» **Task requirements**: Count the lines in the records beneath this task that contain the string "NOTE", then give the count by itself.

Dataset entries

*****

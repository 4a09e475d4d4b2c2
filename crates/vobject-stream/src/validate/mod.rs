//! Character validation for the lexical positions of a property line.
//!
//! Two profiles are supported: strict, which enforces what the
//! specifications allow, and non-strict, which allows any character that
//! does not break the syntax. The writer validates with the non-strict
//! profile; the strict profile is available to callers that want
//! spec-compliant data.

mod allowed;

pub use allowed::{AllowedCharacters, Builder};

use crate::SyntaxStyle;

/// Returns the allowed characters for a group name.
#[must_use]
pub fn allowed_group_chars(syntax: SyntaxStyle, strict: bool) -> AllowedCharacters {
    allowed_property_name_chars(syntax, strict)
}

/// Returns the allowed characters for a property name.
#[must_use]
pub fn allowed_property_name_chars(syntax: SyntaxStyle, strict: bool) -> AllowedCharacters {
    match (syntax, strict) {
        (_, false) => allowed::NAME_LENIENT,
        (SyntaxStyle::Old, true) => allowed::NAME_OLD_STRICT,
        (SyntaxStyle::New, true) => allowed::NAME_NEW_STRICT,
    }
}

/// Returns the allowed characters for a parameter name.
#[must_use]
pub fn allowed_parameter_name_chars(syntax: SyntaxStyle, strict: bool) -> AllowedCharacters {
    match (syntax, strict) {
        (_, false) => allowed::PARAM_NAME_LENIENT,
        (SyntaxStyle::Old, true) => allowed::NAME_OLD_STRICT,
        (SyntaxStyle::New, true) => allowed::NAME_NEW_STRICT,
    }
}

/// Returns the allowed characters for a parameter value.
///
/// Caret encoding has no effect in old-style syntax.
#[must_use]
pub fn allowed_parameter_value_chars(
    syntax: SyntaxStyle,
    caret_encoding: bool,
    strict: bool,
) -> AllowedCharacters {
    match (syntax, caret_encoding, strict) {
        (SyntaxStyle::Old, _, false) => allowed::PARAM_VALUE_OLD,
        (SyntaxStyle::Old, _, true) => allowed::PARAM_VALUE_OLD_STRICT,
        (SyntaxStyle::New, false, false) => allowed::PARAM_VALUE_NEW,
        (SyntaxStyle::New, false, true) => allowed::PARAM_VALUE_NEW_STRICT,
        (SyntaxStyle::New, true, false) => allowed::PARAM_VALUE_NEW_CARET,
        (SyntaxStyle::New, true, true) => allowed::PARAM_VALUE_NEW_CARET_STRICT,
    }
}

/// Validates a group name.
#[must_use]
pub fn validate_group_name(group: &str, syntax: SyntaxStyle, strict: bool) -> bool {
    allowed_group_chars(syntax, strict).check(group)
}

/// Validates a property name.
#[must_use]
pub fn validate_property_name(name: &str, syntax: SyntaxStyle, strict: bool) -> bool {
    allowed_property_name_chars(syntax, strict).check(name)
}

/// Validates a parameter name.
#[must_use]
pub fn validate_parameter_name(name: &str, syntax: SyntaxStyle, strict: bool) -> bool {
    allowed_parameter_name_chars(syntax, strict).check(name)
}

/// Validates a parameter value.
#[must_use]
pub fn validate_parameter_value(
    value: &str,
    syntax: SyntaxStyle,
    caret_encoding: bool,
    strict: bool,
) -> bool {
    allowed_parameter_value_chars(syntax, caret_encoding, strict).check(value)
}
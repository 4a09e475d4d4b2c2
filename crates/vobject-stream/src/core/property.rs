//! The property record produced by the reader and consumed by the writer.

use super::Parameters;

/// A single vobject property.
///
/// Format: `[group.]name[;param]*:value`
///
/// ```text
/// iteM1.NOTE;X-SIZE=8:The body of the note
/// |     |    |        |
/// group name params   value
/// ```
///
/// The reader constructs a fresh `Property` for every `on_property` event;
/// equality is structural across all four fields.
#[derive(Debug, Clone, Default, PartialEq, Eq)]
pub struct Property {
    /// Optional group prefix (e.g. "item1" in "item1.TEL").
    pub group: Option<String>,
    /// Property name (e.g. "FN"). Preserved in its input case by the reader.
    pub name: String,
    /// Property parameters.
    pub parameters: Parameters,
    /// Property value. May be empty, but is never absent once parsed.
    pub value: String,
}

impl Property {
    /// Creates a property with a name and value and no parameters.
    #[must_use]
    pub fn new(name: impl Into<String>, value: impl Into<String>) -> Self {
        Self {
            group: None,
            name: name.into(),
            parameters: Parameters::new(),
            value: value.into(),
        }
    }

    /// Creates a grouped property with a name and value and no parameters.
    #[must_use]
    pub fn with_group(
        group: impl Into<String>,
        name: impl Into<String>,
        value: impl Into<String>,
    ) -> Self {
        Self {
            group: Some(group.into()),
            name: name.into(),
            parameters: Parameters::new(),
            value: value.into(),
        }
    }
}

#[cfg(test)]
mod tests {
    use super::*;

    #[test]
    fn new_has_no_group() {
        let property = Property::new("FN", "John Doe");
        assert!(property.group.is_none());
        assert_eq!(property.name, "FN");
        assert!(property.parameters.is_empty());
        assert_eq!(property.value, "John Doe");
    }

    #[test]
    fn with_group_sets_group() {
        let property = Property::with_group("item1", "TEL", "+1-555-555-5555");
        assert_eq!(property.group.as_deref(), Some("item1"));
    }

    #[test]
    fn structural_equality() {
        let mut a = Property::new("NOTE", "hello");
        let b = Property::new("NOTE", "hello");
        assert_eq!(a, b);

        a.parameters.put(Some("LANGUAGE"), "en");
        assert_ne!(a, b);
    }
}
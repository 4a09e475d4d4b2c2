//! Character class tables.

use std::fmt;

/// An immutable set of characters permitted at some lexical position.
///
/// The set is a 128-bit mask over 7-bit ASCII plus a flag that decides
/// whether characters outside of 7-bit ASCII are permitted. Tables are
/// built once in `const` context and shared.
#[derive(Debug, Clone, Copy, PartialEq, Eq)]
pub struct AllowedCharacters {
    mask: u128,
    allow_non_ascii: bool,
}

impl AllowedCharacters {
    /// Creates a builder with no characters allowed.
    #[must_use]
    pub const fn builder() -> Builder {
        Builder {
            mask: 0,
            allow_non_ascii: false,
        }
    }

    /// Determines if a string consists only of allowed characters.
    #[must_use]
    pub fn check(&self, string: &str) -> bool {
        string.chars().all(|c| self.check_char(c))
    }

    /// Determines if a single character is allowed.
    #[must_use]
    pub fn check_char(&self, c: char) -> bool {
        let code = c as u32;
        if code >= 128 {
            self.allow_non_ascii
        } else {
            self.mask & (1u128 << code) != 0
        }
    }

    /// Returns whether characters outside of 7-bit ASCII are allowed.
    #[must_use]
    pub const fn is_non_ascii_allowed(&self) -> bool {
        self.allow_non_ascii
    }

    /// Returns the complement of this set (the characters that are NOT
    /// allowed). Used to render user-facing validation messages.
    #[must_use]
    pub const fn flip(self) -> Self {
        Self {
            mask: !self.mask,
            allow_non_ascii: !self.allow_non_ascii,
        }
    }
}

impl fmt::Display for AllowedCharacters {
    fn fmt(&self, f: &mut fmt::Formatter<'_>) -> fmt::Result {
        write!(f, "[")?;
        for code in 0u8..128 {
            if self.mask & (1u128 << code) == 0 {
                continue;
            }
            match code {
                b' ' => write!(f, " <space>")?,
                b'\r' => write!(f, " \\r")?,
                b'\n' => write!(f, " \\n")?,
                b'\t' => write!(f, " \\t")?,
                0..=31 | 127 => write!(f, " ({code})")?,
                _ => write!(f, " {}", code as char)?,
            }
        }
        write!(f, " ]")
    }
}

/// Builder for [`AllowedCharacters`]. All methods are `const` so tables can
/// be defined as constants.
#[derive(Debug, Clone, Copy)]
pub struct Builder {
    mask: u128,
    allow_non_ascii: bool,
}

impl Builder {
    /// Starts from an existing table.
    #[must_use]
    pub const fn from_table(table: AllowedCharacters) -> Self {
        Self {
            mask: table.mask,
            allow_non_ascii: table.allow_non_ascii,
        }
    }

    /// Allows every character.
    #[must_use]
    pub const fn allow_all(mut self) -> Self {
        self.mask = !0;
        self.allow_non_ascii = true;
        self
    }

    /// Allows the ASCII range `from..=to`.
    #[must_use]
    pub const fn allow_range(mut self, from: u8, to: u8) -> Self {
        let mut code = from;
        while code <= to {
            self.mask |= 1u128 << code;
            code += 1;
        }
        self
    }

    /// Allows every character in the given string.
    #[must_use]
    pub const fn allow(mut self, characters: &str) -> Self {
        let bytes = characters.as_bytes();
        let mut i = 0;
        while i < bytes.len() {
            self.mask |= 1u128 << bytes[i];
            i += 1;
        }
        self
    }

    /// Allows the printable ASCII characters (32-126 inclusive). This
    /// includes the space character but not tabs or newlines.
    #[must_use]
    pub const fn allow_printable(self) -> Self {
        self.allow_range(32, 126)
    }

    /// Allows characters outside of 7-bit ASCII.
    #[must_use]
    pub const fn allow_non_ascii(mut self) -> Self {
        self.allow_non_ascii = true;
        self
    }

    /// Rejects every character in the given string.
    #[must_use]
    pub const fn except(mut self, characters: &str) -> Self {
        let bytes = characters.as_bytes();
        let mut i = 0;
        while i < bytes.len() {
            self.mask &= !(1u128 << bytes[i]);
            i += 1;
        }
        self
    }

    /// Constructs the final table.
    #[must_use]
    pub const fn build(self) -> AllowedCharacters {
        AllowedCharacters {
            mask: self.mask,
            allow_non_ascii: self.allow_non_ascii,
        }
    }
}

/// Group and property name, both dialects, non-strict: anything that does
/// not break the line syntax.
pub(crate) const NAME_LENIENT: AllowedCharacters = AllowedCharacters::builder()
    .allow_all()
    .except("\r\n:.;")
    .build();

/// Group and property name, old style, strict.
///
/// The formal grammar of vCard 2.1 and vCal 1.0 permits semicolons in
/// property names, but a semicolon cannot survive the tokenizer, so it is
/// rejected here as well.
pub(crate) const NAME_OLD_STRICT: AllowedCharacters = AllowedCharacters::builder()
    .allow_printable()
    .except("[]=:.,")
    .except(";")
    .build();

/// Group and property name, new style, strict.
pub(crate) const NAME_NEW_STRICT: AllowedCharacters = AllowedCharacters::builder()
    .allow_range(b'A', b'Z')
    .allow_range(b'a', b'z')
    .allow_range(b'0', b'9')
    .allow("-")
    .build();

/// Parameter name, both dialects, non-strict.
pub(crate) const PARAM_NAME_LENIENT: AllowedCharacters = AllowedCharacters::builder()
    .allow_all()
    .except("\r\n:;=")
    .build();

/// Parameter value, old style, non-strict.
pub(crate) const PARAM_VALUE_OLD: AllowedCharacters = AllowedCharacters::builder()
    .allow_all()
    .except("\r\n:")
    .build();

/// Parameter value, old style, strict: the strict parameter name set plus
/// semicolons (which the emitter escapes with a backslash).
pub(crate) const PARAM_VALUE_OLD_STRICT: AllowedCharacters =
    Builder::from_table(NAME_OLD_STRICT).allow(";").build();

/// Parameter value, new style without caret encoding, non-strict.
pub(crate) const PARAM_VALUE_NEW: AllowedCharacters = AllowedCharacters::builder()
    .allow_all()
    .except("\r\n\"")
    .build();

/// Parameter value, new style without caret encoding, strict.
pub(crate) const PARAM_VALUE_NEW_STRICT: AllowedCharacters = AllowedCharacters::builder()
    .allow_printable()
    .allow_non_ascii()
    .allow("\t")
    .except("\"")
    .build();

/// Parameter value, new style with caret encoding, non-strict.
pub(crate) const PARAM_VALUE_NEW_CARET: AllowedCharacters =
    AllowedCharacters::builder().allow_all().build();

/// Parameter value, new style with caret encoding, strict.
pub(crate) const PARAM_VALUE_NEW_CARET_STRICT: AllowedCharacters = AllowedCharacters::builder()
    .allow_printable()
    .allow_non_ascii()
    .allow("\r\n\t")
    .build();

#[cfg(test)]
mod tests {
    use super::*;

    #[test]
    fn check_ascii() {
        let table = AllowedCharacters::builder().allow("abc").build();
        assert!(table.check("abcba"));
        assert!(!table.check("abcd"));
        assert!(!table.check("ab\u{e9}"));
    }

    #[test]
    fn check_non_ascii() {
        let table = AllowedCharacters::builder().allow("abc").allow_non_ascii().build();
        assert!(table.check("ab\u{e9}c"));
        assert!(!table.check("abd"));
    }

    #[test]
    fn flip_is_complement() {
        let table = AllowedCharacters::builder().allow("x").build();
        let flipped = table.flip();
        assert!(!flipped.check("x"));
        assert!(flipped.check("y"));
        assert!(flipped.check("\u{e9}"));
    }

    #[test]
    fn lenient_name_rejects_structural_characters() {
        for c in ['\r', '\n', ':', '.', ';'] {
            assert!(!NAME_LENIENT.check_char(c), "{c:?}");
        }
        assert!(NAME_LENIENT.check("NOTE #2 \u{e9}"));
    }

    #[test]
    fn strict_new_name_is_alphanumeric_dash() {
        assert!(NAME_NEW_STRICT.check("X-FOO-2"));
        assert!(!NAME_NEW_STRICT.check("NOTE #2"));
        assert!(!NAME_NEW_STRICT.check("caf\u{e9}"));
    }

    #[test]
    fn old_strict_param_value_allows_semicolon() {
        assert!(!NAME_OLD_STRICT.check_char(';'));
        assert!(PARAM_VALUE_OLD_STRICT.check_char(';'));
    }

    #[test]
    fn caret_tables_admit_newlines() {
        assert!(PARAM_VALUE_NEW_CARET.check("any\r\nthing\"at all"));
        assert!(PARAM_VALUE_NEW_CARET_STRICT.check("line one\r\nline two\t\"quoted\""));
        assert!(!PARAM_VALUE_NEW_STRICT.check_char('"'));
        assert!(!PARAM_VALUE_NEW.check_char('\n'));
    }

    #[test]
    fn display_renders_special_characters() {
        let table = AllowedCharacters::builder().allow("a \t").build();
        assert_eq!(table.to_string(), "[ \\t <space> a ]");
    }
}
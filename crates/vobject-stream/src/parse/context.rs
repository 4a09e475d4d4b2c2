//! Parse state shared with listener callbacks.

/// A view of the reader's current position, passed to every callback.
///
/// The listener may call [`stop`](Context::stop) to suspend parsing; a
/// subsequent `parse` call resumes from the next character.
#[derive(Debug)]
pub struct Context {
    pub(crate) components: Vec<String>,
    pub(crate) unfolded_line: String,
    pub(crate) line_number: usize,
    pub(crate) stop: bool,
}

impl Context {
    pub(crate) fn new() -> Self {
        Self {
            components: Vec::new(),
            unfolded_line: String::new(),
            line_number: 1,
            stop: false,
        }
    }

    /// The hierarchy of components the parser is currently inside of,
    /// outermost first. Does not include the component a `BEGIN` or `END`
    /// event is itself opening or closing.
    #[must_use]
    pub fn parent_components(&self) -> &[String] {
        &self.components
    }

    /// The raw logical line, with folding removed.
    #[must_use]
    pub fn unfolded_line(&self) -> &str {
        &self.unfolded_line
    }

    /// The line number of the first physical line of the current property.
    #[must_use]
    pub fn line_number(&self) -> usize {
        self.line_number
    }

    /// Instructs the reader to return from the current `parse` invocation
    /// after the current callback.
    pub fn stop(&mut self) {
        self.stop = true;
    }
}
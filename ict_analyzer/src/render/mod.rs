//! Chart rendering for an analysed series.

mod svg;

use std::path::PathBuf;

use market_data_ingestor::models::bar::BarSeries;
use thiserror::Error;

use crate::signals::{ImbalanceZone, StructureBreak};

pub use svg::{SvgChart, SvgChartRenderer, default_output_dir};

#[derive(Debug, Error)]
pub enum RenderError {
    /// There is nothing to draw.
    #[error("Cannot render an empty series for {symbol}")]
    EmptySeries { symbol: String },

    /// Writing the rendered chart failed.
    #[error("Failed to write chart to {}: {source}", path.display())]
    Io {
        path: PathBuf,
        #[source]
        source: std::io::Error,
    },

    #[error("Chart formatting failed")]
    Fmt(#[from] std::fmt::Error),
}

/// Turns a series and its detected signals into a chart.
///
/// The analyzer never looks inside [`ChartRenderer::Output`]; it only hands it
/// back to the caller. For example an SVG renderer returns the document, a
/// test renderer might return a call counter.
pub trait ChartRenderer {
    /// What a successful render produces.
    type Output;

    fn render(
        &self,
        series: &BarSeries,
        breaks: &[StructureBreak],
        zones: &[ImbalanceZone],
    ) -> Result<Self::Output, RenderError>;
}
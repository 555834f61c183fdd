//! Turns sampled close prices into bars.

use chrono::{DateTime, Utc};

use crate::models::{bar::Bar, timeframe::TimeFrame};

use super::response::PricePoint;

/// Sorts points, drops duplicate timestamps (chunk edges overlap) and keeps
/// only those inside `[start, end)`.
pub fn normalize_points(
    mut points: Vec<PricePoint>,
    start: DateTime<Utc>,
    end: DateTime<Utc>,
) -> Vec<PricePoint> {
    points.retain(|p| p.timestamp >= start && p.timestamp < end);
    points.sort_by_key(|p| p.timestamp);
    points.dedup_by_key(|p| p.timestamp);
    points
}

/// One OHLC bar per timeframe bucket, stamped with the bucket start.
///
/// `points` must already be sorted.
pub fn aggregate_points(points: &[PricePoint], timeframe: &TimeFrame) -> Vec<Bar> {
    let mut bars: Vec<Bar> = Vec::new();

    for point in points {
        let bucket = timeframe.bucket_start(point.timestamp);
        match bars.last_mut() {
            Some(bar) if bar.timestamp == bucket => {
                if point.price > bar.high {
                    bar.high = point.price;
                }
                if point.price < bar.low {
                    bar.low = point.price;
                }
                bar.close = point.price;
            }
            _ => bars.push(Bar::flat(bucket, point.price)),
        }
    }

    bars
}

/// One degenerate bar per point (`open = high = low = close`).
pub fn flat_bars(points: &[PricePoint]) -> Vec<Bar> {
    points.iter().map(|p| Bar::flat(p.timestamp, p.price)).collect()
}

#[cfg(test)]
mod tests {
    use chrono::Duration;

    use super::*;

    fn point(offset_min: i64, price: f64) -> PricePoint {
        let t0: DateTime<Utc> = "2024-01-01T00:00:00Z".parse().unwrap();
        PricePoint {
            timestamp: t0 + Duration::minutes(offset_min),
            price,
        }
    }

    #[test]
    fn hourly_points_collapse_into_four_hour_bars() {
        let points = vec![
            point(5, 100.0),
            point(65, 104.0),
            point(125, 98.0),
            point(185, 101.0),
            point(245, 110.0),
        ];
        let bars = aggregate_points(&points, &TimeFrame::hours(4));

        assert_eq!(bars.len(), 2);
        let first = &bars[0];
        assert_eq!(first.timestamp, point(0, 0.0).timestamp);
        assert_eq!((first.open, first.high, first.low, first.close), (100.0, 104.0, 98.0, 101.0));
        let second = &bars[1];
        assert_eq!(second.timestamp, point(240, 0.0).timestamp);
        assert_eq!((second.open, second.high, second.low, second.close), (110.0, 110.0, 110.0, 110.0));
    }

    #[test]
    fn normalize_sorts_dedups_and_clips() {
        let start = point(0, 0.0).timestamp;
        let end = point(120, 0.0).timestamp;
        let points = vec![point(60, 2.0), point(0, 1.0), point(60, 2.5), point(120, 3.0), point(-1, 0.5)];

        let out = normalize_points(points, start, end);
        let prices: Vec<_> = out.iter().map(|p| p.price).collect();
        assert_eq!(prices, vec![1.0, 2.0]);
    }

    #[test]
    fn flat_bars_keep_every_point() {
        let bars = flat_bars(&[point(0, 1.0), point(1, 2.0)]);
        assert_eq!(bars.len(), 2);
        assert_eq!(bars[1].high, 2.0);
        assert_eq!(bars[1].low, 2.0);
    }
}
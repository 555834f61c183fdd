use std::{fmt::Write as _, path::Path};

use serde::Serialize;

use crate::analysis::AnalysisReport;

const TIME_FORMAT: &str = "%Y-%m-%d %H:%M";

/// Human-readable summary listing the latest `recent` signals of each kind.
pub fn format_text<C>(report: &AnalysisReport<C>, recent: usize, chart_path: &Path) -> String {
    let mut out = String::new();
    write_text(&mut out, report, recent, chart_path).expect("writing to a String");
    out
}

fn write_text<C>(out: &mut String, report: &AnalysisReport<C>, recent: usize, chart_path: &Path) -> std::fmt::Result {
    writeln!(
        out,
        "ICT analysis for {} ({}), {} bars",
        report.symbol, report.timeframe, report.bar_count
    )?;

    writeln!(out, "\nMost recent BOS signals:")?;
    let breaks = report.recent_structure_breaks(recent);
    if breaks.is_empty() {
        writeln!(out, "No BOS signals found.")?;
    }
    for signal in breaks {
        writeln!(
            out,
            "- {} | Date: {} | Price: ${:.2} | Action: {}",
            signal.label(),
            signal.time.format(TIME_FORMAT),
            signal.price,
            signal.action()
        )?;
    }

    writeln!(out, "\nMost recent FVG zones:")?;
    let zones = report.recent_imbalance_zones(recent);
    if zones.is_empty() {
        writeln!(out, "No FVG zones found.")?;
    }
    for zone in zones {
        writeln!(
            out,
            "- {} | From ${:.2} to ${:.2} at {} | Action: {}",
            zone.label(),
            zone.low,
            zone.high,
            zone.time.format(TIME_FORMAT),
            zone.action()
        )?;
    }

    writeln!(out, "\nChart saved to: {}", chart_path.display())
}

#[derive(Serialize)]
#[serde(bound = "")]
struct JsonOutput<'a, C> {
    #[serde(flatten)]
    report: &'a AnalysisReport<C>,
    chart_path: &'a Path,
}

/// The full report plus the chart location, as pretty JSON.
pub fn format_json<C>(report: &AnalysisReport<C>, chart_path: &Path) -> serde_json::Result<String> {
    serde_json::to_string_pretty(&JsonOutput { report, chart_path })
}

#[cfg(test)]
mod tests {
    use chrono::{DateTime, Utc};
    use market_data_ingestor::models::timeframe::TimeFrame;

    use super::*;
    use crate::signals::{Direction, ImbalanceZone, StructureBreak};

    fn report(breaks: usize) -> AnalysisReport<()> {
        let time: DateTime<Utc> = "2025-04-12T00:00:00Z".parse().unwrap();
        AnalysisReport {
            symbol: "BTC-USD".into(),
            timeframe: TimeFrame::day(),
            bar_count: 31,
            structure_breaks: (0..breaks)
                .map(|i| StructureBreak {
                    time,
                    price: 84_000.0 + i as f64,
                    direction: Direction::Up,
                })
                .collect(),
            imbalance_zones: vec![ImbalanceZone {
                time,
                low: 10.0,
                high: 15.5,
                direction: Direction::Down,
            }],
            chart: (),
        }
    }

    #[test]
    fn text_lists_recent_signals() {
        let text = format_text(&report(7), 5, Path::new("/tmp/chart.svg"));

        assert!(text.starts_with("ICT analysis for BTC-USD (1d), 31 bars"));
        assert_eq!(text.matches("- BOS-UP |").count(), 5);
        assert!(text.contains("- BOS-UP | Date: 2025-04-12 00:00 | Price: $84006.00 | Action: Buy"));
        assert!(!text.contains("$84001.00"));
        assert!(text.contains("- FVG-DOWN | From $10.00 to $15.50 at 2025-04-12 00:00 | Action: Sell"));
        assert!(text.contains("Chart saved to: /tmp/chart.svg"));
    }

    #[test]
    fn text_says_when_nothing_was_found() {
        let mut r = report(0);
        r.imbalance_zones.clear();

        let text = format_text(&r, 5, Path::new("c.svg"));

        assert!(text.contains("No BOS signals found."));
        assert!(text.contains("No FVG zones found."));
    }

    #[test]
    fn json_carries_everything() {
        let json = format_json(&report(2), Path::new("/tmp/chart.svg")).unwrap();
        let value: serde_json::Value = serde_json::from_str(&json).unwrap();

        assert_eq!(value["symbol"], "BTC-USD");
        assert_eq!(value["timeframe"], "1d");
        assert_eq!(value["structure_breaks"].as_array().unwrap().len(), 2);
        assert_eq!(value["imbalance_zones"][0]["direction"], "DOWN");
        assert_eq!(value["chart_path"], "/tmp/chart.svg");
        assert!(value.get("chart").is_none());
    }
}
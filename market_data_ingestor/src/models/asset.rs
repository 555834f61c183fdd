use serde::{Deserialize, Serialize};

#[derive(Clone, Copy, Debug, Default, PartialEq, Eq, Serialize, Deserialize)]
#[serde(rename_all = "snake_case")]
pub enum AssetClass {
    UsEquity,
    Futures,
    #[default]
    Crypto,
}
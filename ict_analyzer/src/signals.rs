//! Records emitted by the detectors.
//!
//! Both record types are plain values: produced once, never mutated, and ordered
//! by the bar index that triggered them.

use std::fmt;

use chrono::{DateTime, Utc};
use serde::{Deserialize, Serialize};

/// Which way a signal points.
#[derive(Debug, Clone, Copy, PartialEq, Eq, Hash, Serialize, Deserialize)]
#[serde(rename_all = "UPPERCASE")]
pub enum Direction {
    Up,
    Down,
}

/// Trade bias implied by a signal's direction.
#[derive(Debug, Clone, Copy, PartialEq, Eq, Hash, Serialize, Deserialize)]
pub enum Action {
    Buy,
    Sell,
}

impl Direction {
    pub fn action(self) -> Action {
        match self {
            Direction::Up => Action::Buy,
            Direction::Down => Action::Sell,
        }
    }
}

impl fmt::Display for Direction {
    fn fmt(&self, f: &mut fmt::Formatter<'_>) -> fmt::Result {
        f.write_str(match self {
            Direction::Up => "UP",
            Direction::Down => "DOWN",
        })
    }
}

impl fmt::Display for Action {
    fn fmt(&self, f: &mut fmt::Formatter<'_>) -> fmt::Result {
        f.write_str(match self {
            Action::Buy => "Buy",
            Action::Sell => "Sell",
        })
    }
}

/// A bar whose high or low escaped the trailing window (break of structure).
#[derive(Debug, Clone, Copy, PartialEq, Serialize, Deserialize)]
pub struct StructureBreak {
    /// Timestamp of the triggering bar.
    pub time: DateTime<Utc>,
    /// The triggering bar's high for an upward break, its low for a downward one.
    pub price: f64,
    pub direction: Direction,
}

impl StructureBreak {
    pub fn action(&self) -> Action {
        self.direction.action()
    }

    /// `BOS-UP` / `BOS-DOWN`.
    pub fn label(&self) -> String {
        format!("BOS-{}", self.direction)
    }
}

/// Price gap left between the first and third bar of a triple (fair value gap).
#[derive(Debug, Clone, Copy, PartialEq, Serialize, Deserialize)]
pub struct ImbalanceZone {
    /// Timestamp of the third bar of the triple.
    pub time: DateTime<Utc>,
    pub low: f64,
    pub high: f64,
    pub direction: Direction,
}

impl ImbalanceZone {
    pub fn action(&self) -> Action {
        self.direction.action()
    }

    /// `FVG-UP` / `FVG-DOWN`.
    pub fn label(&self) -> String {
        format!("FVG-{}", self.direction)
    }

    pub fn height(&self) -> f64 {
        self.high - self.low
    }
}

*****

» **Answer box**: 5